TL;DR
Scrum is an agile framework that embraces changing requirements, but the framework has rules for how and when changes can be introduced. Minor changes should be deferred, while drastic changes should trigger an Early Termination of the current Sprint.
Defer Changes
One option is to defer changes until the next Sprint Planning session. Every Sprint starts a new cycle of prioritization and planning, so it's perfectly acceptable to complete a Sprint and then change the project's direction, scope, or priorities.

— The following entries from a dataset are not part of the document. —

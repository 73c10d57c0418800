//! Chat history management — create, list, fetch, delete, rename, cleanup.
//! Matches /api/chats/* from the Express server.

use std::sync::Arc;

use axum::extract::{Path, State};
use axum::http::StatusCode;
use axum::response::IntoResponse;
use axum::routing::{get, post, put};
use axum::{Json, Router};
use serde::Deserialize;
use serde_json::Value;
use tracing::{info, warn};

use crate::state::AppState;
use qwenrelay_history::CleanupCriteria;

pub fn routes() -> Router<Arc<AppState>> {
    Router::new()
        // Registered before the parameterized routes to keep "cleanup" from
        // being read as a chat id.
        .route("/chats/cleanup", post(cleanup_chats))
        .route("/chats", post(create_chat).get(list_chats))
        .route("/chats/{chat_id}", get(get_chat).delete(delete_chat))
        .route("/chats/{chat_id}/rename", put(rename_chat))
}

#[derive(Debug, Default, Deserialize)]
pub struct CreateChatRequest {
    pub name: Option<String>,
}

async fn create_chat(
    State(state): State<Arc<AppState>>,
    body: Option<Json<CreateChatRequest>>,
) -> impl IntoResponse {
    let name = body.and_then(|Json(req)| req.name);
    let chat_id = state.dispatcher.history().create_chat(name.as_deref());
    info!("Created chat {}", chat_id);
    Json(serde_json::json!({ "chatId": chat_id }))
}

async fn list_chats(State(state): State<Arc<AppState>>) -> impl IntoResponse {
    let chats = state.dispatcher.history().list();
    info!("Returning {} chats", chats.len());
    Json(serde_json::json!({ "chats": chats }))
}

async fn get_chat(
    State(state): State<Arc<AppState>>,
    Path(chat_id): Path<String>,
) -> impl IntoResponse {
    if !state.dispatcher.history().exists(&chat_id) {
        warn!("Chat not found: {}", chat_id);
        return (
            StatusCode::NOT_FOUND,
            Json(serde_json::json!({ "error": "Chat not found" })),
        )
            .into_response();
    }

    let history = state.dispatcher.history().load(&chat_id);
    info!("Returning chat {} with {} messages", chat_id, history.messages.len());
    Json(serde_json::json!({ "chatId": chat_id, "history": history })).into_response()
}

async fn delete_chat(
    State(state): State<Arc<AppState>>,
    Path(chat_id): Path<String>,
) -> impl IntoResponse {
    if !state.dispatcher.history().exists(&chat_id) {
        warn!("Chat not found for deletion: {}", chat_id);
        return (
            StatusCode::NOT_FOUND,
            Json(serde_json::json!({ "error": "Chat not found" })),
        )
            .into_response();
    }

    let success = state.dispatcher.history().delete(&chat_id);
    info!("Chat {} {}", chat_id, if success { "deleted" } else { "not deleted" });
    Json(serde_json::json!({ "success": success })).into_response()
}

#[derive(Debug, Default, Deserialize)]
pub struct RenameChatRequest {
    pub name: Option<String>,
}

async fn rename_chat(
    State(state): State<Arc<AppState>>,
    Path(chat_id): Path<String>,
    body: Option<Json<RenameChatRequest>>,
) -> impl IntoResponse {
    if !state.dispatcher.history().exists(&chat_id) {
        warn!("Chat not found for rename: {}", chat_id);
        return (
            StatusCode::NOT_FOUND,
            Json(serde_json::json!({ "error": "Chat not found" })),
        )
            .into_response();
    }

    let name = body
        .and_then(|Json(req)| req.name)
        .map(|n| n.trim().to_string())
        .filter(|n| !n.is_empty());
    let Some(name) = name else {
        warn!("Rename request without a valid name for chat {}", chat_id);
        return (
            StatusCode::BAD_REQUEST,
            Json(serde_json::json!({ "error": "Chat name missing or invalid" })),
        )
            .into_response();
    };

    let success = state.dispatcher.history().rename(&chat_id, &name);
    info!("Chat {} {}", chat_id, if success { "renamed" } else { "not renamed" });
    Json(serde_json::json!({ "success": success, "chatId": chat_id, "name": name })).into_response()
}

/// Validated by hand against the raw body so out-of-range values produce a
/// 400 with a named field rather than a generic deserialization rejection.
async fn cleanup_chats(
    State(state): State<Arc<AppState>>,
    body: Option<Json<Value>>,
) -> impl IntoResponse {
    let raw = body.map(|Json(v)| v).unwrap_or_else(|| Value::Object(Default::default()));
    info!("Chat cleanup requested: {}", raw);

    if let Some(v) = non_null(&raw, "olderThan") {
        if v.as_i64().map_or(true, |n| n <= 0) {
            warn!("Invalid olderThan value: {}", v);
            return bad_field("olderThan");
        }
    }
    if let Some(v) = non_null(&raw, "userMessageCountLessThan") {
        if v.as_i64().map_or(true, |n| n < 0) {
            warn!("Invalid userMessageCountLessThan value: {}", v);
            return bad_field("userMessageCountLessThan");
        }
    }
    if let Some(v) = non_null(&raw, "messageCountLessThan") {
        if v.as_i64().map_or(true, |n| n < 0) {
            warn!("Invalid messageCountLessThan value: {}", v);
            return bad_field("messageCountLessThan");
        }
    }
    if let Some(v) = non_null(&raw, "maxChats") {
        if v.as_i64().map_or(true, |n| n <= 0) {
            warn!("Invalid maxChats value: {}", v);
            return bad_field("maxChats");
        }
    }

    let criteria: CleanupCriteria = serde_json::from_value(raw).unwrap_or_default();
    let result = state.dispatcher.history().cleanup(&criteria);
    info!("Cleanup deleted {} chats", result.deleted_count);
    Json(result).into_response()
}

fn non_null<'a>(raw: &'a Value, key: &str) -> Option<&'a Value> {
    raw.get(key).filter(|v| !v.is_null())
}

fn bad_field(field: &str) -> axum::response::Response {
    (
        StatusCode::BAD_REQUEST,
        Json(serde_json::json!({ "error": format!("Invalid {field} value") })),
    )
        .into_response()
}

The idea with deferment is to provide change control by preventing changes in scope or deliverables from occurring within the current iteration. If the current Sprint Goal and user stories will still provide value, then the new work should be deferred until the Product Owner prioritizes it for a future Sprint.
Early Termination
Another option is early termination of the Sprint. If the current Sprint Goal no longer provides value to the Product Owner, or the changes are so drastic that they invalidate the current user stories, then the Product Owner may call for an Early Termination and an immediate return to Sprint Planning.

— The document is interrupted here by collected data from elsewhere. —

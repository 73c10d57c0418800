//! Dispatch result shapes as seen by HTTP clients.

use std::collections::HashMap;

use serde::{Deserialize, Serialize};
use serde_json::Value;

/// Uniform capture of an in-page `fetch` against the completion endpoint, as
/// produced by the injected script: either a parsed JSON body, an HTTP error
/// with its body, or a thrown-error string.
#[derive(Debug, Clone, Deserialize)]
pub struct FetchOutcome {
    pub success: bool,
    #[serde(default)]
    pub data: Option<Value>,
    #[serde(default)]
    pub error: Option<String>,
    /// Raw body when a 200 response failed to parse as JSON; anti-bot
    /// interstitials land here.
    #[serde(default)]
    pub html: Option<String>,
    #[serde(default)]
    pub status: Option<u16>,
    #[serde(default, rename = "statusText")]
    pub status_text: Option<String>,
    #[serde(default, rename = "errorBody")]
    pub error_body: Option<String>,
}

impl FetchOutcome {
    /// A non-JSON body containing the verification marker means the session
    /// is poisoned and needs an interactive relaunch.
    pub fn is_verification_challenge(&self, marker: &str) -> bool {
        self.html.as_deref().is_some_and(|h| h.contains(marker))
    }

    pub fn failure_message(&self) -> String {
        self.error
            .clone()
            .or_else(|| self.status_text.clone())
            .unwrap_or_else(|| "Completion request failed".to_string())
    }
}

/// Successful completion result.
#[derive(Debug, Clone, Serialize)]
pub struct Completion {
    pub content: String,
    pub usage: HashMap<String, Value>,
    #[serde(rename = "chatId")]
    pub chat_id: String,
}

/// Structured failure payload; `verification: true` distinguishes the
/// session-poisoning case from generic errors.
#[derive(Debug, Clone, Serialize)]
pub struct SendFailure {
    pub error: String,
    #[serde(skip_serializing_if = "Option::is_none")]
    pub details: Option<String>,
    #[serde(skip_serializing_if = "Option::is_none")]
    pub verification: Option<bool>,
    #[serde(rename = "chatId")]
    pub chat_id: String,
}

impl SendFailure {
    pub fn new(error: impl Into<String>, chat_id: impl Into<String>) -> Self {
        Self {
            error: error.into(),
            details: None,
            verification: None,
            chat_id: chat_id.into(),
        }
    }

    pub fn with_details(mut self, details: impl Into<String>) -> Self {
        self.details = Some(details.into());
        self
    }

    pub fn verification(mut self) -> Self {
        self.verification = Some(true);
        self
    }
}

#[derive(Debug, Clone, Serialize)]
#[serde(untagged)]
pub enum SendOutcome {
    Completion(Completion),
    Failure(SendFailure),
}

impl SendOutcome {
    pub fn is_success(&self) -> bool {
        matches!(self, SendOutcome::Completion(_))
    }
}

This has a cost to the project, both in terms of process overhead and lost work. That is why it is the Product Owner's decision: the Product Owner is responsible for determining what user stories have value to the project, and using the Product Backlog to allocate resources. If the benefit of failing early outweighs the cost of abandoning the current iteration, then it's generally in the project's best interest to avoid additional sunk costs.